Content from Analyzing Read Count Data
Last updated on 2024-08-21 | Edit this page
Estimated time: 45 minutes
Overview
Questions
- How do we statistically identify and visualize differential gene expression patterns?
Objectives
- Normalize and process read counts for downstream analysis.
- Use a prepared R script on the command line to generate analysis results.
Exercise
It is a good idea to add comments to your code so that you (or a
collaborator) can make sense of what you did later. Look through your
existing scripts. Discuss with a neighbor where you should add comments.
Add comments (anything following a # character will be
interpreted as a comment, bash will not try to run these comments as
code).
Analyzing Feature Count Data

We made it to the end of this analysis pipeline! Now we have read count data for samples across the human genome feature like genes and parts of genes. After this, our analyses become less like a pipeline and more like statistics. We’re going to think more about how to analyze count data in this episode. First, a quick review of the steps we took and our reasoning for those choices.
Central Data Analysis Themes
- Mapping to Transcriptome: No novel transcript discovery
- Mapping to Genome
- De Novo Assembly: When no reference genome is available

Data Quality Control
We learned and applied these approaches in previous episodes.
Quality Assessment: Evaluate read library quality using tools like FastQC.

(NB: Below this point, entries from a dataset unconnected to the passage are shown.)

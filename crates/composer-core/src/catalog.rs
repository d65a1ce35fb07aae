//! Intent Catalog
//!
//! Holds the server intents (from `/intents` + `/schema`) and overlays the
//! user's local templates into one merged list.

use std::collections::BTreeSet;

use crate::model::{humanize, is_local_id, Intent, IntentSummary, SchemaMap};
use crate::template::UserTemplate;

#[derive(Debug, Clone, Default, PartialEq)]
pub struct IntentCatalog {
    server: Vec<Intent>,
    templates: Vec<UserTemplate>,
    merged: Vec<Intent>,
}

impl IntentCatalog {
    /// Build from the two boot responses.
    ///
    /// `/intents` order wins; schema-only names follow in sorted order.
    pub fn from_server(schema: SchemaMap, summaries: Vec<IntentSummary>) -> Self {
        let mut server = Vec::with_capacity(schema.len().max(summaries.len()));
        let mut seen = BTreeSet::new();

        for summary in &summaries {
            if !seen.insert(summary.id.clone()) {
                continue;
            }
            let entry = schema.get(&summary.id).cloned().unwrap_or_default();
            let label = summary
                .label
                .clone()
                .filter(|l| !l.trim().is_empty())
                .or_else(|| entry.label.clone())
                .unwrap_or_else(|| humanize(&summary.id));
            server.push(Intent {
                name: summary.id.clone(),
                label,
                description: summary
                    .description
                    .clone()
                    .or_else(|| entry.description.clone())
                    .unwrap_or_default(),
                industry: summary.industry.clone(),
                required: entry.required,
                optional: entry.optional,
                field_types: entry.field_types,
                enums: entry.enums,
                hints: entry.hints,
                hidden: entry.hidden,
                order: entry.order,
                local: false,
            });
        }

        for (name, entry) in schema {
            if seen.contains(&name) {
                continue;
            }
            server.push(Intent {
                label: entry.label.clone().unwrap_or_else(|| humanize(&name)),
                description: entry.description.clone().unwrap_or_default(),
                name,
                required: entry.required,
                optional: entry.optional,
                field_types: entry.field_types,
                enums: entry.enums,
                hints: entry.hints,
                industry: None,
                hidden: entry.hidden,
                order: entry.order,
                local: false,
            });
        }

        let mut catalog = Self { server, templates: Vec::new(), merged: Vec::new() };
        catalog.rebuild();
        catalog
    }

    /// Replace the local templates and recompute the merged list
    pub fn set_user_templates(&mut self, templates: Vec<UserTemplate>) {
        self.templates = templates;
        self.rebuild();
    }

    fn rebuild(&mut self) {
        let mut merged: Vec<Intent> = self.templates.iter().map(UserTemplate::to_intent).collect();
        let local_ids: BTreeSet<&str> = self.templates.iter().map(|t| t.id.as_str()).collect();
        merged.extend(
            self.server
                .iter()
                .filter(|i| !local_ids.contains(i.name.as_str()))
                .cloned(),
        );
        self.merged = merged;
    }

    pub fn intents(&self) -> &[Intent] {
        &self.merged
    }

    pub fn templates(&self) -> &[UserTemplate] {
        &self.templates
    }

    pub fn get(&self, name: &str) -> Option<&Intent> {
        self.merged.iter().find(|i| i.name == name)
    }

    pub fn template(&self, id: &str) -> Option<&UserTemplate> {
        self.templates.iter().find(|t| t.id == id)
    }

    pub fn is_local(&self, name: &str) -> bool {
        is_local_id(name)
    }

    /// Find an intent by exact name, then by case-insensitive label
    pub fn resolve(&self, name_or_label: &str) -> Option<&Intent> {
        let needle = name_or_label.trim();
        self.get(needle).or_else(|| {
            let lowered = needle.to_lowercase();
            self.merged.iter().find(|i| i.label.to_lowercase() == lowered)
        })
    }

    /// Intents shown in the grid.
    ///
    /// Hidden intents never show. Explicitly ordered intents come first.
    /// When a visible set is stored, only its members show.
    pub fn visible(&self, filter: Option<&BTreeSet<String>>) -> Vec<&Intent> {
        let mut list: Vec<&Intent> = self
            .merged
            .iter()
            .filter(|i| !i.hidden)
            .filter(|i| filter.map_or(true, |set| set.contains(&i.name)))
            .collect();
        // stable: unordered intents keep merged order
        list.sort_by_key(|i| match i.order {
            Some(o) => (0, o),
            None => (1, 0),
        });
        list
    }
}

#[cfg(test)]
mod tests {
    use super::*;
    use crate::model::{FieldType, SchemaEntry};
    use crate::template::TemplateField;

    fn entry(required: &[&str]) -> SchemaEntry {
        SchemaEntry {
            required: required.iter().map(|s| s.to_string()).collect(),
            ..Default::default()
        }
    }

    fn summary(id: &str, label: &str) -> IntentSummary {
        IntentSummary {
            id: id.to_string(),
            label: Some(label.to_string()),
            industry: None,
            description: None,
        }
    }

    fn sample() -> IntentCatalog {
        let mut schema = SchemaMap::new();
        schema.insert("order_confirmation".into(), entry(&["orderId"]));
        schema.insert("shipping_update".into(), entry(&["carrier"]));
        schema.insert("apology".into(), entry(&[]));
        IntentCatalog::from_server(
            schema,
            vec![summary("shipping_update", "Shipping Update"), summary("order_confirmation", "Order Confirmation")],
        )
    }

    fn template(id: &str, label: &str) -> UserTemplate {
        UserTemplate {
            id: id.to_string(),
            label: label.to_string(),
            description: String::new(),
            fields: vec![TemplateField {
                name: "name".into(),
                field_type: FieldType::String,
                required: true,
            }],
            subject: "Hi {{name}}".into(),
            body: String::new(),
        }
    }

    #[test]
    fn test_server_order_and_labels() {
        let catalog = sample();
        let names: Vec<&str> = catalog.intents().iter().map(|i| i.name.as_str()).collect();
        assert_eq!(names, vec!["shipping_update", "order_confirmation", "apology"]);
        assert_eq!(catalog.get("apology").unwrap().label, "Apology");
        assert_eq!(catalog.get("shipping_update").unwrap().required, vec!["carrier"]);
    }

    #[test]
    fn test_user_templates_merge_first() {
        let mut catalog = sample();
        catalog.set_user_templates(vec![template("u:thanks", "Thanks")]);

        let first = &catalog.intents()[0];
        assert_eq!(first.name, "u:thanks");
        assert!(first.local);
        assert_eq!(first.required, vec!["name"]);
        assert_eq!(catalog.intents().len(), 4);
        assert!(catalog.is_local("u:thanks"));
        assert!(catalog.template("u:thanks").is_some());

        catalog.set_user_templates(Vec::new());
        assert!(catalog.get("u:thanks").is_none());
    }

    #[test]
    fn test_resolve_by_label() {
        let catalog = sample();
        assert_eq!(catalog.resolve("shipping update").unwrap().name, "shipping_update");
        assert_eq!(catalog.resolve("apology").unwrap().name, "apology");
        assert!(catalog.resolve("unknown").is_none());
    }

    #[test]
    fn test_visible_filter_hidden_and_order() {
        let mut schema = SchemaMap::new();
        schema.insert("a".into(), SchemaEntry::default());
        schema.insert("b".into(), SchemaEntry { order: Some(1), ..Default::default() });
        schema.insert("c".into(), SchemaEntry { hidden: true, ..Default::default() });
        schema.insert("d".into(), SchemaEntry::default());
        let catalog = IntentCatalog::from_server(schema, Vec::new());

        let names: Vec<&str> = catalog.visible(None).iter().map(|i| i.name.as_str()).collect();
        assert_eq!(names, vec!["b", "a", "d"]);

        let only: BTreeSet<String> = ["d".to_string(), "c".to_string()].into_iter().collect();
        let names: Vec<&str> = catalog.visible(Some(&only)).iter().map(|i| i.name.as_str()).collect();
        assert_eq!(names, vec!["d"]);
    }
}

Filtering and Trimming: - Trim low-quality bases and adapter contamination from reads. - Filter out low-quality reads and sequence repeats. - Remove short reads (for example, <25 bp).

HISAT2
We used this program for alignment because it has a short processing time, simple quantification method (read counts), and differential analysis has low false positives.

HISAT2 is splicing aware
- Unlike DNA alignment, RNA-Seq reads may span across introns due to differences in splicing.
- Usually 35% of reads will span multiple exons
- HISAT2 is a splice aware aligner (based on Bowtie2, uses many genome index files)
- Runs significantly faster than Bowtie2 and uses ~8Gb of memory
- On 100 million reads, it takes about 1 hour to finish the alignment process.

RNA-Seq: HISAT2 output
hisat2 --threads 20 -x ../grch38/genome --known-splicesite-infile ../HS_hisat2_known_splice_sites.txt -1 ../trim_galore_out/JRN008_CGATGT_L001_R1_001_val_1.fq -2 ../trim_galore_out/JRN008_CGATGT_L001_R2_001_val_2.fq -S ./hisat2_out/JRN008_CGATGT_L001.sam
- Output:
- SAM / BAM alignment files
- Software: SAMtoold
- Contain statistics:
- Uniquely mapped reads
- Reads with multiple alignment
- Unmapped reads
- Properly paired reads

featureCounts
- featureCounts takes as input SAM/BAM files and an annotation file as input.
- It outputs numbers of reads assigned to features (or meta-features).
- It also outputs stat info for the overall summarization results.
featureCounts -T 5 -t exon -g gene_id -a ../annotation.gtf -o ../counts.txt ./hisat2_out/JRN008_CGATGT_L001.sam

edgeR

edgeR is a Bioconductor R package that implements statistical methods based on generalized linear models (glms), suitable for multi-factor experiments of any complexity. edgeR can be applied to differential expression at the gene, exon, transcript or tag level for any design.
Code Example (note that this written in the language
R):
design <- model.matrix(~treatment) CPM <- cpm(counts[2:ncol(counts)]) y <- DGEList(counts=x, group=treatment) y <- calcNormFactors(y) fit <- glmQLFit(new.y, new.design, robust=TRUE) qlf <- glmQLFTest(fit) tt <- topTags(qlf) summary(decideTests(qlf)) plotMD(qlf)

Key Points
- Our downstream steps take us into new territory: the R language.
- You can run R scripts on the command line.